We catch up with Andrea to discuss his passion for the vintage fashion and the military aesthetic in the sign of sustainability.
You started sewing at 20 years old with a vintage Pfaff, what inspired you to chose original military garments as a base for your brand MYAR?
I actually started sewing when I was 12 years old and I made my first pants when I was 13. I got my Pfaff sewing machine when I was 20 and I used to sew in my house when I was living in Como in Italy. Military garments have always been a field of inspiration for me because of their shapes, functionality, fabric type, colors, patterns, and designs. I just modify shapes and looks from the past, customizing them to a modern time, giving them a second chance.

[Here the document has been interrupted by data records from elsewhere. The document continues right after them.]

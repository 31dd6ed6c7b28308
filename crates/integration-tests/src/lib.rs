//! Integration tests for Model Showcase.
//!
//! Each test spawns the full router on `127.0.0.1:0` against a fresh
//! temporary directory and talks to it over HTTP.
//!
//! # Running Tests
//!
//! ```bash
//! cargo test -p model-showcase-integration-tests
//! ```
//!
//! # Test Categories
//!
//! - `roles` - Role selection, admin login, logout, and page gating
//! - `uploads` - Model upload and product listing
//! - `viewer` - Generic and featured viewer pages

#![allow(clippy::missing_panics_doc, clippy::unwrap_used)]

use std::net::SocketAddr;
use std::path::{Path, PathBuf};

use model_showcase_core::Product;
use model_showcase_web::config::{AdminCredentials, AppConfig};
use model_showcase_web::state::AppState;
use reqwest::{
    Client, Response, StatusCode,
    header::{LOCATION, SET_COOKIE},
};
use secrecy::SecretString;
use tempfile::TempDir;

/// Admin username used by every test server.
pub const ADMIN_USERNAME: &str = "admin";

/// Admin password used by every test server.
pub const ADMIN_PASSWORD: &str = "admin123";

/// Session secret shared by test servers unless a test picks its own.
pub const SESSION_SECRET: &str = "integration-test-secret-7f3a9c2e1b8d4f60a5e7";

/// Upload limit for test servers.
pub const MAX_UPLOAD_BYTES: usize = 1024 * 1024;

/// A running test server with its own data directory.
pub struct TestApp {
    pub addr: SocketAddr,
    /// Client with a cookie store; redirects are not followed.
    pub client: Client,
    dir: TempDir,
}

impl TestApp {
    pub async fn spawn() -> Self {
        Self::spawn_with_secret(SESSION_SECRET).await
    }

    /// Spawn a server whose cookies are signed with `secret`.
    pub async fn spawn_with_secret(secret: &str) -> Self {
        let dir = tempfile::tempdir().expect("Failed to create temp dir");
        let static_dir = dir.path().join("static");

        let config = AppConfig {
            host: "127.0.0.1".parse().unwrap(),
            port: 0,
            session_secret: SecretString::from(secret),
            secure_cookies: false,
            admin: AdminCredentials {
                username: ADMIN_USERNAME.to_string(),
                password: SecretString::from(ADMIN_PASSWORD),
            },
            upload_dir: static_dir.join("models"),
            static_dir,
            data_file: dir.path().join("products.json"),
            max_upload_bytes: MAX_UPLOAD_BYTES,
            log_json: false,
            sentry_dsn: None,
            sentry_environment: None,
        };

        let state = AppState::new(config)
            .await
            .expect("Failed to create application state");
        let app = model_showcase_web::build_router(state);

        let listener = tokio::net::TcpListener::bind("127.0.0.1:0")
            .await
            .expect("Failed to bind to random port");
        let addr = listener.local_addr().unwrap();

        tokio::spawn(async move {
            axum::serve(listener, app).await.unwrap();
        });

        Self {
            addr,
            client: new_client(),
            dir,
        }
    }

    pub fn url(&self, path: &str) -> String {
        format!("http://{}{}", self.addr, path)
    }

    /// Directory uploaded models are written to.
    pub fn upload_dir(&self) -> PathBuf {
        self.dir.path().join("static").join("models")
    }

    /// Backing JSON file of the product store.
    pub fn data_file(&self) -> PathBuf {
        self.dir.path().join("products.json")
    }

    /// Parse the data file directly, bypassing the server.
    pub fn stored_products(&self) -> Vec<Product> {
        let raw = std::fs::read(self.data_file()).expect("Failed to read data file");
        serde_json::from_slice(&raw).expect("Data file is not a valid product array")
    }

    /// Names of the files in the upload directory, sorted.
    pub fn uploaded_files(&self) -> Vec<String> {
        list_dir(&self.upload_dir())
    }

    pub async fn get(&self, path: &str) -> Response {
        self.client
            .get(self.url(path))
            .send()
            .await
            .expect("Failed to send GET request")
    }

    pub async fn post_form(&self, path: &str, form: &[(&str, &str)]) -> Response {
        self.client
            .post(self.url(path))
            .form(form)
            .send()
            .await
            .expect("Failed to send form request")
    }

    /// Submit the upload form with a file part.
    pub async fn upload(
        &self,
        name: &str,
        description: &str,
        file_name: &str,
        bytes: &[u8],
    ) -> Response {
        let part = reqwest::multipart::Part::bytes(bytes.to_vec()).file_name(file_name.to_string());
        let form = reqwest::multipart::Form::new()
            .text("name", name.to_string())
            .text("description", description.to_string())
            .part("model", part);
        self.send_multipart(form).await
    }

    pub async fn send_multipart(&self, form: reqwest::multipart::Form) -> Response {
        self.client
            .post(self.url("/upload"))
            .multipart(form)
            .send()
            .await
            .expect("Failed to send multipart upload request")
    }

    /// Choose the plain user role.
    pub async fn become_user(&self) {
        let res = self.get("/set_role/user").await;
        assert_redirect(&res, "/products");
    }

    /// Log in with the configured admin credentials.
    pub async fn login_admin(&self) {
        let res = self
            .post_form(
                "/login",
                &[("username", ADMIN_USERNAME), ("password", ADMIN_PASSWORD)],
            )
            .await;
        assert_redirect(&res, "/products");
    }
}

/// A client with its own cookie store that does not follow redirects.
pub fn new_client() -> Client {
    Client::builder()
        .cookie_store(true)
        .redirect(reqwest::redirect::Policy::none())
        .build()
        .expect("Failed to create HTTP client")
}

/// Assert `res` is a redirect to `location`.
pub fn assert_redirect(res: &Response, location: &str) {
    assert!(
        res.status().is_redirection(),
        "expected redirect to {location}, got {}",
        res.status()
    );
    assert_eq!(
        res.headers()
            .get(LOCATION)
            .and_then(|v| v.to_str().ok())
            .unwrap_or_default(),
        location
    );
}

/// The `name=value` pair of the first `Set-Cookie` header in `res`.
pub fn set_cookie_pair(res: &Response) -> String {
    let header = res
        .headers()
        .get(SET_COOKIE)
        .expect("Response sets no cookie")
        .to_str()
        .unwrap();
    header.split(';').next().unwrap_or_default().trim().to_owned()
}

/// A client without a cookie store that does not follow redirects.
pub fn cookieless_client() -> Client {
    Client::builder()
        .redirect(reqwest::redirect::Policy::none())
        .build()
        .expect("Failed to create HTTP client")
}

/// Assert `res` is a 200 and return its body.
pub async fn ok_text(res: Response) -> String {
    assert_eq!(res.status(), StatusCode::OK);
    res.text().await.expect("Failed to read response body")
}

fn list_dir(path: &Path) -> Vec<String> {
    let mut names: Vec<String> = std::fs::read_dir(path)
        .expect("Failed to read directory")
        .map(|e| e.unwrap().file_name().to_string_lossy().into_owned())
        .collect();
    names.sort();
    names
}
//! HTTP middleware for the showcase.
//!
//! # Middleware Order (bottom to top in Router)
//!
//! 1. `TraceLayer` (request tracing)
//!
//! The visitor role lives in a signed cookie read by the extractors in
//! [`auth`]; no session layer is involved.

pub mod auth;
pub mod session;

pub use auth::{CurrentRole, RequireRole, clear_session, set_role};
pub use session::signing_key;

Sustainability is one of MYAR’s values. What does sustainable fashion mean to you?
Sustainability is a big topic, nothing in the field of fashion is 100% sustainable. We can learn to get closer to that 100% if we start to educate the younger generations. When I think about MYAR I usually talk about up-cycle: I personally put my hands and do the research among piles of military garments laying in dusty and fascinating warehouses, picking each one of them, clean and customizing them, giving them a second life.
What have you learned from your work as a Creative Director of Diesel Licences, that you apply to MYAR?
Actually, it is not something specific, but I do like the world of interior, there are so many design features coming from the military field.
What are the challenges that you face with upcycling materials and scalability?
None of the garment is identical to each other! Every item is different, this is the beauty but also the challenge of MYAR, as we need to standardize lengths, clean and also repair many garments. To find sizes is difficult and within the same type of jackets, for example, you will always have different lengths of sleeves even if the size is the same! Imperfection and uniqueness are the beauty of MYAR, though.
How do you combine technology and vintage and what are the future plans for MYAR?
We actually study the original construction of the garment in order to customize with a similar “sartorial” construction of that time. We also stamp with woodblock in order to give a similar “ink” stamp feeling as the original garment. The technology involved is not so “high tech” but the final customization of the garment looks more modern than its past.
MYAR is the modern view of the past.